Réaction ultrarapide au FCC
Dès lundi soir, le Front Commun pour le Congo (FCC), la méga plateforme qui rassemble regroupements, partis et personnalités politiques de l’obédience du président de la République sortant, a donné de la voix dans un communiqué policé puis du haut de la tribune de l’Assemblée nationale par le député Jean-Lucien Bussa, pour fustiger ces mesures manifestement inconstitutionnelles. Selon le regroupement kabiliste, la réunion interinstitutionnelle demeure une réunion informelle sans pouvoir de décision, qui n’est fondée qu’à formuler des recommandations à l’intention des institutions de la République habilitées par la constitution à prendre des décisions dans les matières qui ont fait l’objet des délibérations de la réunion. C’est à la Commission Electorale Nationale Indépendante (CENI) et à elle seule que la constitution attribue la compétence d’organiser les élections, et donc de fixer les échéances calendaires ou de les modifier. Et non pas au président de la République, estime le FCC dont le communiqué signé de son coordonnateur, Néhémie Mwilanya, relève que la suspension de l’installation des sénateurs élus se traduit dans les faits en tentative de freinage du processus de renouvellement du sénat.
Le MLC au créneau
De l’opposition Lamuka, c’est le Mouvement de Libération du Congo (MLC) de Jean-Pierre Bemba qui est monté au créneau pour fustiger ce qu’il présence comme de l’amateurisme au sommet de l’Etat. Non sans en profiter pour relier le couac présidentiel du 18 mars à la contestation des résultats de la présidentielle du 30 décembre dernier, le cheval de bataille d’une partie de l’opposition au nouveau pouvoir. Les termes du communiqué publié le 19 mars 2019 par Fidèle Babala Wandu sont plutôt durs : « le MLC note avec sidération l’amalgame et l’amateurisme qui ont tendance à élire domicile au sommet de l’Etat. Les questions internes à un parti politique ne peuvent impacter la vie d’une nation (…) Mr Félix Tshisekedi ne fait preuve d’aucune capacité à établir un départ entre la gestion de l’Etat et ses intérêts tant familiaux que partisans », assène ce juriste formé à l’Université de Kinshasa. Auparavant, le communiqué de Babala relevait « … l’incompétence absolue en cette matière (électorale, i.e.) de cet organe (la réunion interinstitutionnelle, i.e.) informel dépourvu de tout pouvoir décisionnel au regard de la constitution de notre pays », comme celui du FCC 24 heures plus tôt.

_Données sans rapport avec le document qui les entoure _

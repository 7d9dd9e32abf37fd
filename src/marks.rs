//! Processing marks kept in a side table keyed by node id.

use std::collections::HashMap;

use crate::tree::{descendants, ContentTree, NodeId};

/// Per-node processing state.
#[derive(Clone, Copy, Debug, Default, PartialEq, Eq)]
pub enum Mark {
    #[default]
    Unprocessed,
    /// Transformed; never re-entered by the scanner.
    Processed,
    /// Hidden candidate with one outstanding visibility subscription.
    Observed,
}

/// Side table of marks. Absent entries read as [`Mark::Unprocessed`].
#[derive(Clone, Debug, Default)]
pub struct MarkTable {
    marks: HashMap<NodeId, Mark>,
}

impl MarkTable {
    pub fn new() -> Self {
        Self::default()
    }

    pub fn get(&self, node: NodeId) -> Mark {
        self.marks.get(&node).copied().unwrap_or_default()
    }

    /// Set the mark, returning the previous one.
    pub fn set(&mut self, node: NodeId, mark: Mark) -> Mark {
        let previous = match mark {
            Mark::Unprocessed => self.marks.remove(&node),
            other => self.marks.insert(node, other),
        };
        previous.unwrap_or_default()
    }

    pub fn is_processed(&self, node: NodeId) -> bool {
        self.get(node) == Mark::Processed
    }

    pub fn is_observed(&self, node: NodeId) -> bool {
        self.get(node) == Mark::Observed
    }

    /// True when `node` or any ancestor is processed.
    pub fn is_within_processed<T: ContentTree + ?Sized>(&self, tree: &T, node: NodeId) -> bool {
        if self.marks.is_empty() {
            return false;
        }
        let mut current = Some(node);
        while let Some(id) = current {
            if self.is_processed(id) {
                return true;
            }
            current = tree.parent(id);
        }
        false
    }

    /// Reset every mark in the subtree of `root`. Returns how many were set.
    pub fn clear_subtree<T: ContentTree + ?Sized>(&mut self, tree: &T, root: NodeId) -> usize {
        if self.marks.is_empty() {
            return 0;
        }
        descendants(tree, root)
            .filter(|id| self.set(*id, Mark::Unprocessed) != Mark::Unprocessed)
            .count()
    }

    /// Nodes currently marked observed.
    pub fn observed(&self) -> impl Iterator<Item = NodeId> + '_ {
        self.marks
            .iter()
            .filter(|(_, mark)| **mark == Mark::Observed)
            .map(|(id, _)| *id)
    }

    pub fn len(&self) -> usize {
        self.marks.len()
    }

    pub fn is_empty(&self) -> bool {
        self.marks.is_empty()
    }

    pub fn clear(&mut self) {
        self.marks.clear();
    }
}
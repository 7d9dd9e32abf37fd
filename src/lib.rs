//! Incremental partial-word emphasis for live content trees.
//!
//! `readify` emphasizes the leading characters of words ("bionic reading")
//! inside a host content tree that keeps changing underneath it. The host
//! exposes its tree through [`ContentTree`] and its event loop through
//! [`Host`]; the [`Engine`] discovers eligible text, defers off-screen
//! content until it scrolls into view, transforms visible content in reading
//! order within a per-frame budget, and never transforms the same text twice.
//!
//! [`Document`] is an in-memory reference tree parsed from markup and
//! [`sim::Simulation`] drives an engine against it deterministically.
//!
//! ```
//! use readify::{sim::Simulation, Document, EngineOptions};
//!
//! let mut doc = Document::parse("<p>Reading information quickly</p>").unwrap();
//! doc.layout_blocks(20.0);
//! let mut sim = Simulation::new(doc, EngineOptions::default());
//! sim.start().unwrap();
//! sim.run_until_idle();
//! assert!(sim.doc.to_markup().contains("readify-bold"));
//! ```

#![cfg_attr(
    not(test),
    deny(
        clippy::disallowed_methods,
        clippy::expect_used,
        clippy::unwrap_used,
        clippy::panic,
        clippy::panic_in_result_fn,
        clippy::todo,
        clippy::unimplemented
    )
)]

pub mod analyzer;
pub mod classify;
pub mod config;
pub mod dom;
pub mod engine;
pub mod error;
pub mod fragment;
pub mod host;
pub mod lexicon;
pub mod marks;
pub mod order;
pub mod scan;
pub mod scheduler;
pub mod segment;
pub mod sim;
pub mod tree;
pub mod visibility;
pub mod watch;

pub use analyzer::{WordAnalysis, WordAnalyzer};
pub use classify::{CheckSet, Classifier, Eligibility, ElementRule, SelectorConfig};
pub use config::{
    BionicConfig, BoldRatios, CacheLimits, ChangeFilter, ConfigOverrides, EngineOptions,
    SchedulerConfig, VisibilityOptions,
};
pub use dom::Document;
pub use engine::{Engine, EngineStats};
pub use error::{ErrorKind, ReadifyError};
pub use fragment::{build_fragment, Fragment, FragmentPiece, OutputMarkers};
pub use host::Host;
pub use marks::Mark;
pub use order::reading_order;
pub use scan::ScanResult;
pub use segment::{segment, Token, TokenKind};
pub use tree::{ContentTree, NodeId, NodeKind, Rect, Viewport};
pub use watch::{ChangeKind, ChangeRecord};
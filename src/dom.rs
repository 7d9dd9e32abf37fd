//! In-memory arena document implementing [`ContentTree`].
//!
//! Parsed from XHTML-ish markup with `quick-xml`, serializable back to markup,
//! with inline-style computed values, explicit layout boxes, a vertical
//! scroll offset and a mutation record log.

use quick_xml::events::{BytesStart, Event};
use quick_xml::Reader;

use crate::error::{ErrorKind, ReadifyError};
use crate::fragment::{Fragment, FragmentPiece};
use crate::tree::{
    children, descendants, ContentTree, NodeId, NodeKind, Rect, Viewport,
};
use crate::watch::ChangeRecord;

const VOID_TAGS: &[&str] = &[
    "area", "base", "br", "col", "embed", "hr", "img", "input", "link", "meta", "source",
    "track", "wbr",
];

const INLINE_TAGS: &[&str] = &[
    "a", "abbr", "b", "bdi", "bdo", "br", "cite", "code", "data", "dfn", "em", "i", "kbd",
    "mark", "q", "s", "samp", "small", "span", "strong", "sub", "sup", "time", "u", "var",
];

#[derive(Clone, Debug)]
struct NodeData {
    kind: NodeKind,
    parent: Option<NodeId>,
    first_child: Option<NodeId>,
    last_child: Option<NodeId>,
    prev_sibling: Option<NodeId>,
    next_sibling: Option<NodeId>,
    tag: String,
    attributes: Vec<(String, String)>,
    styles: Vec<(String, String)>,
    text: String,
    rect: Option<Rect>,
}

impl NodeData {
    fn new(kind: NodeKind) -> Self {
        Self {
            kind,
            parent: None,
            first_child: None,
            last_child: None,
            prev_sibling: None,
            next_sibling: None,
            tag: String::new(),
            attributes: Vec::new(),
            styles: Vec::new(),
            text: String::new(),
            rect: None,
        }
    }

    fn attribute(&self, name: &str) -> Option<&str> {
        self.attributes
            .iter()
            .find(|(key, _)| key.eq_ignore_ascii_case(name))
            .map(|(_, value)| value.as_str())
    }

    fn style(&self, property: &str) -> Option<&str> {
        self.styles
            .iter()
            .rev()
            .find(|(key, _)| key == property)
            .map(|(_, value)| value.as_str())
    }
}
//! Host scheduling and observation primitives consumed by the engine.

use crate::config::VisibilityOptions;
use crate::error::ReadifyError;
use crate::tree::NodeId;

/// Event-loop and observer services supplied by the embedding host.
///
/// The engine requests callbacks; the host later drives them by calling
/// [`Engine::run_microtask`](crate::Engine::run_microtask),
/// [`Engine::on_frame`](crate::Engine::on_frame),
/// [`Engine::on_visibility`](crate::Engine::on_visibility) and
/// [`Engine::on_changes`](crate::Engine::on_changes).
pub trait Host {
    /// Ask for one `run_microtask` call before the next frame.
    fn queue_microtask(&mut self);

    /// Ask for one `on_frame` call at the next render frame.
    fn request_frame(&mut self);

    /// Monotonic clock in milliseconds.
    fn now_ms(&self) -> f64;

    /// Start reporting when `node` intersects the viewport.
    fn observe_visibility(
        &mut self,
        node: NodeId,
        options: &VisibilityOptions,
    ) -> Result<(), ReadifyError>;

    fn unobserve_visibility(&mut self, node: NodeId);

    /// Start delivering change records for the subtree of `root`.
    fn observe_changes(&mut self, root: NodeId) -> Result<(), ReadifyError>;

    /// Drop every visibility and change subscription.
    fn disconnect(&mut self);
}
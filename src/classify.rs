//! Element eligibility rules and the ancestor-memoizing classifier.

use core::ops::BitOr;

use smallvec::SmallVec;

use crate::analyzer::BoundedCache;
use crate::error::{ErrorKind, ReadifyError};
use crate::fragment::OutputMarkers;
use crate::marks::MarkTable;
use crate::tree::{has_alphabetic_text, ContentTree, NodeId, NodeKind};

/// Set of element categories probed together.
#[derive(Clone, Copy, Debug, Default, PartialEq, Eq, Hash)]
pub struct CheckSet(u8);

impl CheckSet {
    pub const IGNORED: Self = Self(1);
    pub const HIDDEN: Self = Self(1 << 1);
    pub const EDITABLE: Self = Self(1 << 2);
    pub const PERFORMANCE: Self = Self(1 << 3);

    /// Categories that prune a subtree from scanning.
    pub const PRUNE: Self = Self(Self::IGNORED.0 | Self::EDITABLE.0 | Self::PERFORMANCE.0);

    pub const fn contains(self, other: Self) -> bool {
        self.0 & other.0 == other.0
    }

    pub const fn is_empty(self) -> bool {
        self.0 == 0
    }
}

impl BitOr for CheckSet {
    type Output = Self;

    fn bitor(self, rhs: Self) -> Self {
        Self(self.0 | rhs.0)
    }
}

/// Match criteria for one element category. Any criterion matching is a hit.
#[derive(Clone, Debug, Default, PartialEq, Eq)]
pub struct ElementRule {
    /// Lowercase tag names.
    pub tags: Vec<String>,
    /// Attributes whose mere presence matches.
    pub attributes: Vec<String>,
    /// Exact attribute values.
    pub attribute_values: Vec<(String, String)>,
    /// Class tokens.
    pub class_names: Vec<String>,
    /// Exact computed style values.
    pub styles: Vec<(String, String)>,
    /// ARIA roles, compared case-insensitively.
    pub roles: Vec<String>,
}

fn owned(items: &[&str]) -> Vec<String> {
    items.iter().map(|item| (*item).to_string()).collect()
}

fn owned_pairs(items: &[(&str, &str)]) -> Vec<(String, String)> {
    items
        .iter()
        .map(|(k, v)| ((*k).to_string(), (*v).to_string()))
        .collect()
}

impl ElementRule {
    /// Attribute names whose value can change the outcome of [`Self::matches`].
    pub fn attribute_names(&self) -> impl Iterator<Item = &str> + '_ {
        let derived = [
            (!self.class_names.is_empty()).then_some("class"),
            (!self.styles.is_empty()).then_some("style"),
            (!self.roles.is_empty()).then_some("role"),
        ];
        self.attributes
            .iter()
            .map(String::as_str)
            .chain(self.attribute_values.iter().map(|(name, _)| name.as_str()))
            .chain(derived.into_iter().flatten())
    }

    /// True when `node` itself (not its ancestors) matches.
    pub fn matches<T: ContentTree + ?Sized>(&self, tree: &T, node: NodeId) -> bool {
        if let Some(tag) = tree.tag_name(node) {
            if self.tags.iter().any(|t| t.eq_ignore_ascii_case(tag)) {
                return true;
            }
        }
        if self
            .attributes
            .iter()
            .any(|name| tree.attribute(node, name).is_some())
        {
            return true;
        }
        if self
            .attribute_values
            .iter()
            .any(|(name, value)| tree.attribute(node, name) == Some(value.as_str()))
        {
            return true;
        }
        if !self.class_names.is_empty() {
            if let Some(class) = tree.attribute(node, "class") {
                if class
                    .split_ascii_whitespace()
                    .any(|token| self.class_names.iter().any(|name| name == token))
                {
                    return true;
                }
            }
        }
        if self
            .styles
            .iter()
            .any(|(prop, value)| tree.computed_style(node, prop) == Some(value.as_str()))
        {
            return true;
        }
        if !self.roles.is_empty() {
            if let Some(role) = tree.attribute(node, "role") {
                let role = role.trim();
                if self.roles.iter().any(|r| r.eq_ignore_ascii_case(role)) {
                    return true;
                }
            }
        }
        false
    }
}

/// Rules for every element category.
#[derive(Clone, Debug, PartialEq, Eq)]
pub struct SelectorConfig {
    pub ignored: ElementRule,
    pub hidden: ElementRule,
    pub editable: ElementRule,
    pub performance: ElementRule,
}

impl Default for SelectorConfig {
    fn default() -> Self {
        Self {
            ignored: ElementRule {
                tags: owned(&[
                    "script", "style", "noscript", "template", "code", "pre", "kbd", "samp",
                    "var", "canvas", "svg", "math", "iframe", "object", "embed", "img",
                    "picture", "video", "audio", "source", "track", "map", "head", "title",
                    "meta", "link",
                ]),
                attributes: owned(&["data-readify-ignore"]),
                attribute_values: owned_pairs(&[("translate", "no")]),
                class_names: owned(&["readify-ignore"]),
                styles: Vec::new(),
                roles: owned(&["img", "math", "code", "figure", "presentation", "none"]),
            },
            hidden: ElementRule {
                attributes: owned(&["hidden"]),
                attribute_values: owned_pairs(&[("aria-hidden", "true")]),
                styles: owned_pairs(&[("display", "none"), ("visibility", "hidden")]),
                ..ElementRule::default()
            },
            editable: ElementRule {
                tags: owned(&["input", "textarea", "select", "option", "button"]),
                attribute_values: owned_pairs(&[
                    ("contenteditable", "true"),
                    ("contenteditable", ""),
                    ("contenteditable", "plaintext-only"),
                ]),
                roles: owned(&[
                    "textbox", "searchbox", "combobox", "button", "menuitem", "option",
                    "slider", "spinbutton", "switch", "tab", "checkbox", "radio",
                ]),
                ..ElementRule::default()
            },
            performance: ElementRule {
                tags: owned(&["marquee"]),
                class_names: owned(&["ticker", "carousel", "marquee"]),
                styles: owned_pairs(&[
                    ("position", "fixed"),
                    ("position", "sticky"),
                    ("will-change", "transform"),
                ]),
                roles: owned(&["marquee", "timer", "progressbar"]),
                ..ElementRule::default()
            },
        }
    }
}

impl SelectorConfig {
    /// Default rules plus the engine's own output markers as ignored.
    pub fn with_markers(markers: &OutputMarkers) -> Self {
        let mut config = Self::default();
        config.ignored.tags.push(markers.tag.to_string());
        config.ignored.class_names.push(markers.plain_class.to_string());
        config.ignored.class_names.push(markers.emphasis_class.to_string());
        config
    }

    /// Lowercase attribute names read by any rule, without duplicates.
    pub fn watched_attributes(&self) -> Vec<String> {
        let mut names: Vec<String> = Vec::new();
        for rule in [&self.ignored, &self.hidden, &self.editable, &self.performance] {
            for name in rule.attribute_names() {
                let name = name.to_ascii_lowercase();
                if !names.contains(&name) {
                    names.push(name);
                }
            }
        }
        names
    }

    /// True when `node` itself matches any category in `checks`.
    pub fn matches_self<T: ContentTree + ?Sized>(
        &self,
        tree: &T,
        node: NodeId,
        checks: CheckSet,
    ) -> bool {
        (checks.contains(CheckSet::IGNORED) && self.ignored.matches(tree, node))
            || (checks.contains(CheckSet::EDITABLE) && self.editable.matches(tree, node))
            || (checks.contains(CheckSet::PERFORMANCE) && self.performance.matches(tree, node))
            || (checks.contains(CheckSet::HIDDEN) && self.hidden.matches(tree, node))
    }
}

/// Outcome of an eligibility check.
#[derive(Clone, Copy, Debug, PartialEq, Eq)]
pub enum Eligibility {
    Eligible,
    NotElement,
    Processed,
    Ignored,
    Editable,
    PerformanceSensitive,
    NoAlphabeticText,
}

/// Classifier with a bounded per-(node, checks) result table.
#[derive(Debug)]
pub struct Classifier {
    selectors: SelectorConfig,
    cache: BoundedCache<(NodeId, CheckSet), bool>,
}

impl Classifier {
    pub fn new(selectors: SelectorConfig, capacity: usize) -> Self {
        Self {
            selectors,
            cache: BoundedCache::new(capacity),
        }
    }

    pub fn selectors(&self) -> &SelectorConfig {
        &self.selectors
    }

    pub fn cached_entries(&self) -> usize {
        self.cache.len()
    }

    /// Fail when `node` is not a host element.
    pub fn require_element<T: ContentTree + ?Sized>(
        tree: &T,
        node: NodeId,
    ) -> Result<(), ReadifyError> {
        match tree.kind(node) {
            Some(NodeKind::Element) => Ok(()),
            Some(NodeKind::Text | NodeKind::Document) => Err(ReadifyError::new(
                ErrorKind::ClassificationAmbiguous,
                "CLASSIFY_NOT_ELEMENT",
                "node is not an element",
            )
            .with_node(node)),
            Some(NodeKind::Other) | None => Err(ReadifyError::new(
                ErrorKind::ClassificationAmbiguous,
                "CLASSIFY_UNKNOWN_NODE",
                "node type is unknown to the host",
            )
            .with_node(node)),
        }
    }

    /// True when `node` or any ancestor element matches a category in `checks`.
    ///
    /// Non-elements are tested through their parent element.
    pub fn matches<T: ContentTree + ?Sized>(
        &mut self,
        tree: &T,
        node: NodeId,
        checks: CheckSet,
    ) -> bool {
        if checks.is_empty() {
            return false;
        }
        let start = match tree.kind(node) {
            Some(NodeKind::Element) => Some(node),
            _ => tree
                .parent(node)
                .filter(|parent| tree.kind(*parent) == Some(NodeKind::Element)),
        };

        let mut chain: SmallVec<[NodeId; 16]> = SmallVec::new();
        let mut current = start;
        let mut result = false;
        while let Some(id) = current {
            if let Some(&hit) = self.cache.get(&(id, checks)) {
                result = hit;
                break;
            }
            chain.push(id);
            if self.selectors.matches_self(tree, id, checks) {
                result = true;
                break;
            }
            current = tree
                .parent(id)
                .filter(|parent| tree.kind(*parent) == Some(NodeKind::Element));
        }
        for id in chain {
            self.cache.insert((id, checks), result);
        }
        result
    }

    /// Full eligibility check.
    pub fn classify<T: ContentTree + ?Sized>(
        &mut self,
        tree: &T,
        node: NodeId,
        marks: &MarkTable,
    ) -> Eligibility {
        if let Err(err) = Self::require_element(tree, node) {
            log::trace!("ineligible: {}", err);
            return Eligibility::NotElement;
        }
        if marks.is_within_processed(tree, node) {
            return Eligibility::Processed;
        }
        if self.matches(tree, node, CheckSet::IGNORED) {
            return Eligibility::Ignored;
        }
        if self.matches(tree, node, CheckSet::EDITABLE) {
            return Eligibility::Editable;
        }
        if self.matches(tree, node, CheckSet::PERFORMANCE) {
            return Eligibility::PerformanceSensitive;
        }
        if !has_alphabetic_text(tree, node) {
            return Eligibility::NoAlphabeticText;
        }
        Eligibility::Eligible
    }

    pub fn is_eligible<T: ContentTree + ?Sized>(
        &mut self,
        tree: &T,
        node: NodeId,
        marks: &MarkTable,
    ) -> bool {
        self.classify(tree, node, marks) == Eligibility::Eligible
    }

    /// Drop cached results for `root` and everything below it.
    pub fn invalidate_subtree<T: ContentTree + ?Sized>(&mut self, tree: &T, root: NodeId) {
        if self.cache.is_empty() {
            return;
        }
        self.cache
            .retain(|(id, _), _| *id != root && !crate::tree::is_ancestor_of(tree, root, *id));
    }

    pub fn clear(&mut self) {
        self.cache.clear();
    }
}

A l’évidence donc, le président de la République issue des rangs d’une opposition qui réclame à cor et à cri l’établissement d’un Etat de droit en RD Congo est tombé dans le piège du non droit ou du déni de droit dès ses premières difficultés dans l’exercice du pouvoir d’Etat. Dans le dossier des sénatoriales qui a vu l’UDPS/T, son parti politique, perdre des plumes où nul ne s’y attendait, c’est en chef coutumier que Fatshi a réagi et non pas en chef d’Etat (de droit), dénoncent ses détracteurs.
Interventionnisme illégal
Les partisans du président de la République, sourds aux arguments de droit avancés pour critiquer les mesures du 18 mars 2019, mettent en avant la qualité de garant de la Nation et du bon fonctionnement des institutions dévolue par la même constitution au chef de l’Etat. Mais à l’analyse, l’argument ne tient pas la route, seulement quelques sentiers paysans et villageois qui ne peuvent se prévaloir de quelque universalité que ce soit. Et ne s’imposent nullement à tous indistinctement.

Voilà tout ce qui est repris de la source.